Directions for this task:
Output all of the entries below precisely as written.

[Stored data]
---
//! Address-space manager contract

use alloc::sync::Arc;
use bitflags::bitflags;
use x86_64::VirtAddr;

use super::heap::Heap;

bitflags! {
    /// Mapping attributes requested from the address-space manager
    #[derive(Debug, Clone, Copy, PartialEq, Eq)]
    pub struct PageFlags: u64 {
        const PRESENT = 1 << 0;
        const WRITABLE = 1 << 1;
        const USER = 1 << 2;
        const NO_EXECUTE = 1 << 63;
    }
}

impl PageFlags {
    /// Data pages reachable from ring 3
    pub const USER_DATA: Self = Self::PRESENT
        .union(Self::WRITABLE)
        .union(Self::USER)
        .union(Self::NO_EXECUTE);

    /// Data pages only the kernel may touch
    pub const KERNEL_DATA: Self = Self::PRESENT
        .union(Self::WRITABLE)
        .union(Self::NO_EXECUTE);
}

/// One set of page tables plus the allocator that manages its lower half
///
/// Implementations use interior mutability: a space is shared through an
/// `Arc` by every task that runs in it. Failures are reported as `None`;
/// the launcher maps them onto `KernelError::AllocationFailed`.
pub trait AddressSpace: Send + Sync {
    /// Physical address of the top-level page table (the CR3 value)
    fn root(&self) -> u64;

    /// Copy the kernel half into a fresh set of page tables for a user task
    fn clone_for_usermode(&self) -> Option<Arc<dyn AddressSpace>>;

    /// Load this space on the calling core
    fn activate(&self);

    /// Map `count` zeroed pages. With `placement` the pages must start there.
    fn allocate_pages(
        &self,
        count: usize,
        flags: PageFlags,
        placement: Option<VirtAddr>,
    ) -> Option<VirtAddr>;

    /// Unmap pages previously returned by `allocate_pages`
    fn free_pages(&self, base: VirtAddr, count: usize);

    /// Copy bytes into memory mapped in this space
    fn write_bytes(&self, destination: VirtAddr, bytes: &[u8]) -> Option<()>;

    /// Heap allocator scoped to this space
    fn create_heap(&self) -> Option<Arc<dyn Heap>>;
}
---
Expected output:
//! Address-space manager contract

use alloc::sync::Arc;
use bitflags::bitflags;
use x86_64::VirtAddr;

use super::heap::Heap;

bitflags! {
    /// Mapping attributes requested from the address-space manager
    #[derive(Debug, Clone, Copy, PartialEq, Eq)]
    pub struct PageFlags: u64 {
        const PRESENT = 1 << 0;
        const WRITABLE = 1 << 1;
        const USER = 1 << 2;
        const NO_EXECUTE = 1 << 63;
    }
}

impl PageFlags {
    /// Data pages reachable from ring 3
    pub const USER_DATA: Self = Self::PRESENT
        .union(Self::WRITABLE)
        .union(Self::USER)
        .union(Self::NO_EXECUTE);

    /// Data pages only the kernel may touch
    pub const KERNEL_DATA: Self = Self::PRESENT
        .union(Self::WRITABLE)
        .union(Self::NO_EXECUTE);
}

/// One set of page tables plus the allocator that manages its lower half
///
/// Implementations use interior mutability: a space is shared through an
/// `Arc` by every task that runs in it. Failures are reported as `None`;
/// the launcher maps them onto `KernelError::AllocationFailed`.
pub trait AddressSpace: Send + Sync {
    /// Physical address of the top-level page table (the CR3 value)
    fn root(&self) -> u64;

    /// Copy the kernel half into a fresh set of page tables for a user task
    fn clone_for_usermode(&self) -> Option<Arc<dyn AddressSpace>>;

    /// Load this space on the calling core
    fn activate(&self);

    /// Map `count` zeroed pages. With `placement` the pages must start there.
    fn allocate_pages(
        &self,
        count: usize,
        flags: PageFlags,
        placement: Option<VirtAddr>,
    ) -> Option<VirtAddr>;

    /// Unmap pages previously returned by `allocate_pages`
    fn free_pages(&self, base: VirtAddr, count: usize);

    /// Copy bytes into memory mapped in this space
    fn write_bytes(&self, destination: VirtAddr, bytes: &[u8]) -> Option<()>;

    /// Heap allocator scoped to this space
    fn create_heap(&self) -> Option<Arc<dyn Heap>>;
}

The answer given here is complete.